Analysis on ''Correlated Attestation Penalties''

Analysis on ‘‘Correlated Attestation Penalties’’

This is a quick quantitative analysis on anti-correlation penalties looking into its potential impact on staking operators and CL clients. Before getting into it, make sure to check out Vitalik’s recent proposal on anti-correlation incentives in his latest blog post.

Anti-correlation Penalties

In the current landscape, stakers benefit from economies of scale: enhanced network connectivity, superior hardware reliability, and the expertise of devs managing the infra all improve with scale. Consequently, economies of scale act as a strong force towards centralization within blockchain networks.

To strengthen decentralization, it is essential to architect mechanisms that counteract the advantages of economies of scale.

Fortunately, economies of scale are intrinsically linked with correlation effects: When a single operator runs many validators on one machine and experiences downtime, all those validators are affected at once. Thus, leveraging economies of scale comes with correlation effects. This results in a correlated risk and anti-correlation penalties punish those who leverage economies of scale to their advantage.

In this context, the distinction between “anti-correlation incentives” and “correlation penalties” is minimal, as both strategies aim towards the same objective of promoting decentralization.

It is important to note that the beacon chain lacks awareness of validator clusters. It perceives only individual validators, which appear largely indistinguishable from one another.
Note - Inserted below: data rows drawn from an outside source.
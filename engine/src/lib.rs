//! # Tether Engine
//!
//! The IO-free core of Tether: a schema derived from explicit model
//! descriptions, normalized records, the remote/internal key map, the
//! in-memory record cache and the JSON:API document model.
//!
//! ## Design Principles
//!
//! - **No IO**: the engine knows nothing about networks or runtimes
//! - **Normalized**: records reference each other by [`RecordIdentity`] only
//! - **Deterministic**: ordered maps everywhere equality or output matters
//!
//! ## Core Concepts
//!
//! ### Schema
//!
//! A [`Schema`] is derived from [`ModelDescription`]s, each an ordered list of
//! key, attribute, has-one and has-many fields. Derivation fails with a
//! [`SchemaError`] on duplicate fields, multiple keys or dangling relations.
//!
//! ### Records and the key map
//!
//! [`Record`]s are stored under internal ids. The [`KeyMap`] binds those to
//! the ids used by the remote server, allocating internal ids the first time
//! a remote id is seen.
//!
//! ### Cache
//!
//! The [`RecordCache`] stores records, evaluates [`QueryExpr`]s and applies
//! [`Operation`]s. Upserts merge, and merging identical content is a no-op.
//!
//! ### Documents
//!
//! [`ResourceDocument`] models JSON:API payloads. The [`Normalizer`] turns a
//! compound document into a [`RecordBatch`]; the [`Serializer`] goes back.
//!
//! ## Quick Start
//!
//! ```rust
//! use std::sync::Arc;
//! use tether_engine::{
//!     FieldType, KeyMap, ModelDescription, Normalizer, RecordCache, ResourceDocument, Schema,
//! };
//!
//! // 1. Derive a schema
//! let schema = Arc::new(
//!     Schema::derive([(
//!         "planet",
//!         ModelDescription::new()
//!             .key("remoteId")
//!             .attr("name", FieldType::String),
//!     )])
//!     .unwrap(),
//! );
//!
//! // 2. Normalize a remote document
//! let keymap = KeyMap::new();
//! let document = ResourceDocument::from_slice(
//!     br#"{"data": {"type": "planet", "id": "12345", "attributes": {"name": "Jupiter"}}}"#,
//! )
//! .unwrap();
//! let batch = Normalizer::new(&schema, &keymap).document(&document).unwrap().batch;
//!
//! // 3. Merge it into the cache and read it back by key
//! let mut cache = RecordCache::new(schema.clone());
//! cache.upsert_all(batch.records.iter().map(|r| (**r).clone())).unwrap();
//!
//! let jupiter = cache.find_by_key("planet", "remoteId", "12345", &keymap).unwrap().unwrap();
//! assert_eq!(jupiter.attribute("name").unwrap(), "Jupiter");
//! ```

pub mod cache;
pub mod document;
pub mod error;
pub mod keymap;
pub mod operation;
pub mod query;
pub mod record;
pub mod schema;

// Re-export main types at crate root
pub use cache::{Collection, RecordCache, RecordChange};
pub use document::{
    Linkage, Normalized, Normalizer, PrimaryData, RelationshipObject, Resource, ResourceDocument,
    ResourceIdentifier, Serializer,
};
pub use error::{Error, SchemaError};
pub use keymap::{KeyMap, KeyMapEntry};
pub use operation::Operation;
pub use query::{FieldFilter, FilterOp, Page, QueryExpr, SortOrder, SortSpec};
pub use record::{Record, RecordBatch, RecordIdentity, RelationshipData};
pub use schema::{
    pluralize, FieldDef, FieldKind, FieldType, ModelDescription, RecordType, Schema,
    TypeDescription,
};

/// Type aliases for clarity
pub type RecordId = String;
pub type TypeName = String;
pub type FieldName = String;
Hence, anti-correlation incentives target the “hidden” connections among validators. While not guaranteeing improved decentralization in every instance, anti-correlation penalties may contribute positively to the broader objective of reducing centralization forces.
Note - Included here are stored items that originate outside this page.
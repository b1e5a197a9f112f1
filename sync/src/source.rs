//! The source abstraction shared by the local cache and the remote server.

use async_trait::async_trait;
use tether_engine::{Operation, QueryExpr, RecordBatch};

use crate::error::Result;
use crate::events::Notifier;

/// Something records can be queried from and updated through.
///
/// Sources emit `before*`/`after*` events through their [`Notifier`]; the
/// coordinator wires strategies to those events.
#[async_trait]
pub trait Source: Send + Sync {
    /// Unique name used to address the source in strategies.
    fn name(&self) -> &str;

    fn notifier(&self) -> &Notifier;

    /// Run a query and return its normalized result.
    async fn query(&self, query: &QueryExpr) -> Result<RecordBatch>;

    /// Apply an operation and return the records it produced.
    async fn update(&self, operation: &Operation) -> Result<RecordBatch>;

    /// Merge a batch produced elsewhere. Never emits lifecycle events.
    async fn sync(&self, batch: &RecordBatch) -> Result<()>;
}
Vitalik’s initial proposal

The initial proposal introduces the formula p[i] = \frac{misses[i]}{\sum_{j=i-32}^{i-1} misses[j]} and caps it at p = 4.

This means, to determine the penalties of a specific slot, we maintain a moving average on the number of missed attestations over 32 slots and then compare it with the number of missed attestations for the current slot. In the case that the number of missed attestations in a slot is higher than the moving average, p > 1, a correlated penalty is applied.

This might look like the following example (assuming a moving avg. of 3 validators):

In the illustration above, validators missing their attestations in slots n and n+2 benefit because few others missed theirs at the same time
For slot n+1, a correlation penalty applies due to the number of missed attestations exceeding the moving average threshold of 3 per slot.

Analysis

First, for reproduciability, the dataset I’m using contains all attestations between epoch 263731 (Feb-16-2024) and 272860 (Mar-28-2024).
These are >40 days of attestations, amounting to a total number of ~9,3 billion observations.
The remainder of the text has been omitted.